Con los 16 mil espectadores colocados de pie, apoyando a sus amados Kings, el entrenador Don Perry, decidió retirar a su portero, para tener ventaja de dos jugadores sobre la pista, todo esto, debido a que los Oilers sufrieron la penalidad de su delantero Garry Unger (ex jugador de los Kings), quien dejó a su equipo con uno menos por los últimos cinco minutos del encuentro. En los segundos finales, Steve Bozek castigó un rebote del portero Grant Fuhr y mandó el disco al fondo de la red para igualar el partido 5-5.
Alegría desbordante en el recinto, los mismos aficionados que, 20 minutos antes habían abucheado a los jugadores, ahora lloraban de alegría, se abrazaban y soñaban con lo mejor.
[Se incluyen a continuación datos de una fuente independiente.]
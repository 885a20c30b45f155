use chrono::NaiveDateTime;
use serde::Serialize;
use sqlx::{FromRow, PgPool};

// Single-row table (id = 1) backing the global kill-switch
#[derive(Debug, Clone, FromRow, Serialize)]
#[serde(rename_all = "camelCase")]
pub struct SystemControl {
    pub id: i32,
    pub is_enabled: bool,
    pub message: Option<String>,
    pub last_changed: NaiveDateTime,
}

impl SystemControl {
    pub async fn get(pool: &PgPool) -> Result<Option<SystemControl>, sqlx::Error> {
        sqlx::query_as::<_, SystemControl>("SELECT * FROM system_control WHERE id = 1")
            .fetch_optional(pool)
            .await
    }

    pub async fn set(
        pool: &PgPool,
        is_enabled: bool,
        message: Option<&str>,
    ) -> Result<SystemControl, sqlx::Error> {
        sqlx::query_as::<_, SystemControl>(
            r#"
            INSERT INTO system_control (id, is_enabled, message, last_changed)
            VALUES (1, $1, $2, NOW())
            ON CONFLICT (id) DO UPDATE
            SET is_enabled = EXCLUDED.is_enabled,
                message = EXCLUDED.message,
                last_changed = NOW()
            RETURNING *
            "#,
        )
        .bind(is_enabled)
        .bind(message)
        .fetch_one(pool)
        .await
    }
}
//! Station type.

use std::fmt;

use serde::{Deserialize, Serialize};

use super::InvalidArgument;

/// A station on the network, identified by its name.
///
/// The planner treats stations as opaque keys: two stations are the same
/// station exactly when their names are equal. A `Station` always has a
/// non-blank name.
///
/// # Examples
///
/// ```
/// use journey_planner::domain::Station;
///
/// let munich = Station::new("Munich").unwrap();
/// assert_eq!(munich.name(), "Munich");
///
/// // Blank names are rejected
/// assert!(Station::new("").is_err());
/// assert!(Station::new("   ").is_err());
/// ```
#[derive(Clone, PartialEq, Eq, Hash, PartialOrd, Ord, Serialize, Deserialize)]
#[serde(try_from = "String", into = "String")]
pub struct Station(String);

impl Station {
    /// Create a station from its name.
    ///
    /// Surrounding whitespace is trimmed; a name that is empty after
    /// trimming is rejected.
    pub fn new(name: &str) -> Result<Self, InvalidArgument> {
        let name = name.trim();
        if name.is_empty() {
            return Err(InvalidArgument::new("station name must not be empty"));
        }
        Ok(Station(name.to_string()))
    }

    /// Returns the station name.
    pub fn name(&self) -> &str {
        &self.0
    }
}

impl TryFrom<String> for Station {
    type Error = InvalidArgument;

    fn try_from(name: String) -> Result<Self, Self::Error> {
        Station::new(&name)
    }
}

impl From<Station> for String {
    fn from(station: Station) -> Self {
        station.0
    }
}

impl fmt::Debug for Station {
    fn fmt(&self, f: &mut fmt::Formatter<'_>) -> fmt::Result {
        write!(f, "Station({})", self.0)
    }
}

impl fmt::Display for Station {
    fn fmt(&self, f: &mut fmt::Formatter<'_>) -> fmt::Result {
        f.write_str(&self.0)
    }
}
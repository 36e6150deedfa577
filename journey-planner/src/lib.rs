//! Railway journey planner.
//!
//! Models a small railway network and answers: which trains call at a
//! station, when they leave it, and whether two stations are at most one
//! stop apart on some train.

pub mod cli;
pub mod domain;
pub mod planner;
pub mod timetable;
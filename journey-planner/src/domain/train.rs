//! Train types.
//!
//! A `Train` is a numbered service with an ordered schedule of stops.
//! The schedule is validated once at construction so that the planner can
//! rely on it being non-trivial and chronologically ordered.

use std::collections::HashSet;
use std::fmt;

use serde::{Deserialize, Serialize};

use super::{InvalidArgument, Station, Time};

/// What kind of train this is, and its service number.
#[derive(Debug, Clone, Copy, PartialEq, Eq, Hash, Serialize, Deserialize)]
#[serde(tag = "kind")]
pub enum TrainInfo {
    /// Long-distance express; some sets carry Wi-Fi.
    InterCityExpress {
        number: u32,
        #[serde(default)]
        has_wifi: bool,
    },
    /// Regional express.
    RegionalExpress { number: u32 },
    /// Stopping regional service.
    Regional { number: u32 },
}

impl TrainInfo {
    /// Returns the service number.
    pub fn number(&self) -> u32 {
        match self {
            TrainInfo::InterCityExpress { number, .. }
            | TrainInfo::RegionalExpress { number }
            | TrainInfo::Regional { number } => *number,
        }
    }

    /// Returns true if the train has on-board Wi-Fi.
    pub fn has_wifi(&self) -> bool {
        matches!(self, TrainInfo::InterCityExpress { has_wifi: true, .. })
    }

    /// Short category code used on departure boards.
    pub fn category(&self) -> &'static str {
        match self {
            TrainInfo::InterCityExpress { .. } => "ICE",
            TrainInfo::RegionalExpress { .. } => "RE",
            TrainInfo::Regional { .. } => "RB",
        }
    }
}

impl fmt::Display for TrainInfo {
    fn fmt(&self, f: &mut fmt::Formatter<'_>) -> fmt::Result {
        write!(f, "{} {}", self.category(), self.number())
    }
}

/// One entry of a train's schedule: the train is at `station` at `time`.
#[derive(Debug, Clone, PartialEq, Eq, Hash, Serialize, Deserialize)]
pub struct Stop {
    pub time: Time,
    pub station: Station,
}

impl Stop {
    /// Creates a new stop.
    pub fn new(time: Time, station: Station) -> Self {
        Self { time, station }
    }
}

/// A train with its complete schedule.
///
/// # Invariants
///
/// - The schedule has at least two stops
/// - Stop times strictly increase along the schedule
///
/// A train may call at the same station more than once (loops,
/// out-and-back workings); each visit is its own stop.
///
/// # Examples
///
/// ```
/// use journey_planner::domain::{Station, Stop, Time, Train, TrainInfo};
///
/// let munich = Station::new("Munich").unwrap();
/// let nuremberg = Station::new("Nuremberg").unwrap();
///
/// let train = Train::new(
///     TrainInfo::InterCityExpress { number: 724, has_wifi: true },
///     vec![
///         Stop::new(Time::new(8, 50).unwrap(), munich.clone()),
///         Stop::new(Time::new(10, 0).unwrap(), nuremberg.clone()),
///     ],
/// )
/// .unwrap();
///
/// assert_eq!(train.destination().time, Time::new(10, 0).unwrap());
/// assert!(train.calls_at(&munich));
/// assert!(train.calls_at(&nuremberg));
/// ```
#[derive(Debug, Clone, PartialEq, Eq, Hash, Serialize, Deserialize)]
#[serde(try_from = "TrainDto")]
pub struct Train {
    info: TrainInfo,
    schedule: Vec<Stop>,
}

impl Train {
    /// Construct a train, validating its schedule.
    ///
    /// # Errors
    ///
    /// Returns `Err` if:
    /// - the schedule has fewer than two stops
    /// - a stop's time is not strictly after the previous stop's time
    pub fn new(info: TrainInfo, schedule: Vec<Stop>) -> Result<Self, InvalidArgument> {
        if schedule.len() < 2 {
            return Err(InvalidArgument::new(format!(
                "schedule of {info} must contain at least two stops"
            )));
        }

        for pair in schedule.windows(2) {
            let (prev, next) = (&pair[0], &pair[1]);
            if next.time <= prev.time {
                return Err(InvalidArgument::new(format!(
                    "schedule of {info} goes backwards: {} at {} is not after {} at {}",
                    next.station, next.time, prev.station, prev.time
                )));
            }
        }

        Ok(Self { info, schedule })
    }

    /// Returns the train's identity.
    pub fn info(&self) -> &TrainInfo {
        &self.info
    }

    /// Returns the service number.
    pub fn number(&self) -> u32 {
        self.info.number()
    }

    /// Returns all stops in schedule order.
    pub fn schedule(&self) -> &[Stop] {
        &self.schedule
    }

    /// Returns the stations in stop order, including repeat visits.
    pub fn stations(&self) -> impl Iterator<Item = &Station> + '_ {
        self.schedule.iter().map(|stop| &stop.station)
    }

    /// Returns the distinct stations this train calls at.
    pub fn station_set(&self) -> HashSet<&Station> {
        self.stations().collect()
    }

    /// Does this train call at the given station?
    pub fn calls_at(&self, station: &Station) -> bool {
        self.stations().any(|s| s == station)
    }

    /// Returns the first stop.
    pub fn origin(&self) -> &Stop {
        // Non-empty by construction
        &self.schedule[0]
    }

    /// Returns the last stop.
    pub fn destination(&self) -> &Stop {
        &self.schedule[self.schedule.len() - 1]
    }
}

impl fmt::Display for Train {
    fn fmt(&self, f: &mut fmt::Formatter<'_>) -> fmt::Result {
        let origin = self.origin();
        let destination = self.destination();
        write!(
            f,
            "{} ({} {} -> {} {})",
            self.info, origin.station, origin.time, destination.station, destination.time
        )
    }
}

/// Unvalidated train as found in timetable data.
#[derive(Deserialize)]
struct TrainDto {
    info: TrainInfo,
    schedule: Vec<Stop>,
}

impl TryFrom<TrainDto> for Train {
    type Error = InvalidArgument;

    fn try_from(dto: TrainDto) -> Result<Self, Self::Error> {
        Train::new(dto.info, dto.schedule)
    }
}
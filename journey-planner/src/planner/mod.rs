//! Journey planner queries.
//!
//! This module answers questions about a fixed train set: which trains
//! call at a station, when they leave it, and whether two stations are
//! close together on some train's route.

mod config;
mod journey_planner;

pub use config::PlannerConfig;
pub use journey_planner::{Departure, Hop, JourneyPlanner};
//! Domain error type.
//!
//! Every validation failure in the domain layer is reported as an
//! [`InvalidArgument`]. There is no transient failure category: the domain
//! does no I/O, so a rejected input stays rejected until the caller fixes it.

use std::fmt;

/// A rejected argument: out of range, malformed, or missing.
#[derive(Debug, Clone, PartialEq, Eq, thiserror::Error)]
#[error("invalid argument: {reason}")]
pub struct InvalidArgument {
    reason: String,
}

impl InvalidArgument {
    /// Create an error with the given reason.
    pub fn new(reason: impl Into<String>) -> Self {
        Self {
            reason: reason.into(),
        }
    }

    /// Create an error for a value outside its valid range.
    pub(crate) fn out_of_range(what: &str, value: impl fmt::Display, range: &str) -> Self {
        Self::new(format!("{what} must be in {range}, got {value}"))
    }

    /// Returns the human-readable reason.
    pub fn reason(&self) -> &str {
        &self.reason
    }
}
Fue entonces cuando en la pausa, antes de iniciar el tiempo extra, Daryl Evans comenzó a animar a sus compañeros con palabras de confianza antes de arrancar la prórroga.
El destino se encargó de colocar a Evans como héroe en el tiempo extra, cuando dentro del círculo en la zona defensiva de los Oilers, donde el ala izquierda sacó un fuerte remate, tras un disco suelto y allí, finalmente, los Kings completaron la milagrosa remontada; triunfo de 6-5, recordando que, en el deporte, nada está escrito.
El partido pasó a la historia y hoy en día se le conoce a este clásico como el "Milagro de Manchester", debido a que, el Great Western Forum, la antigua casa de los Kings, se ubicaba en la avenida Manchester, en el suburbio de Inglewood, California.
La remontada, se mantiene como la más grande de todos los tiempos en los Playoffs de la Stanley Cup y hasta la fecha, se recuerdan los nombres de aquellos jugadores, no sólo el del integrante del Salón de la Fama, Marcel Dionne y sus compañeros de línea; Simmer y Taylor, sino de todos los que protagonizaron aquella increíble proeza.
Actualmente, Daryl Evans, trabaja como comentarista de radio para los LA Kings, por lo que su nombre se escucha de forma diaria. No obstante, su huella más grande, la dejo el 10 de abril de 1982, cuando marcó el gol ganador en aquella milagrosa remontada, siendo la única vez en su carrera, en la que logró anotar en el tiempo extra de un partido de postemporada.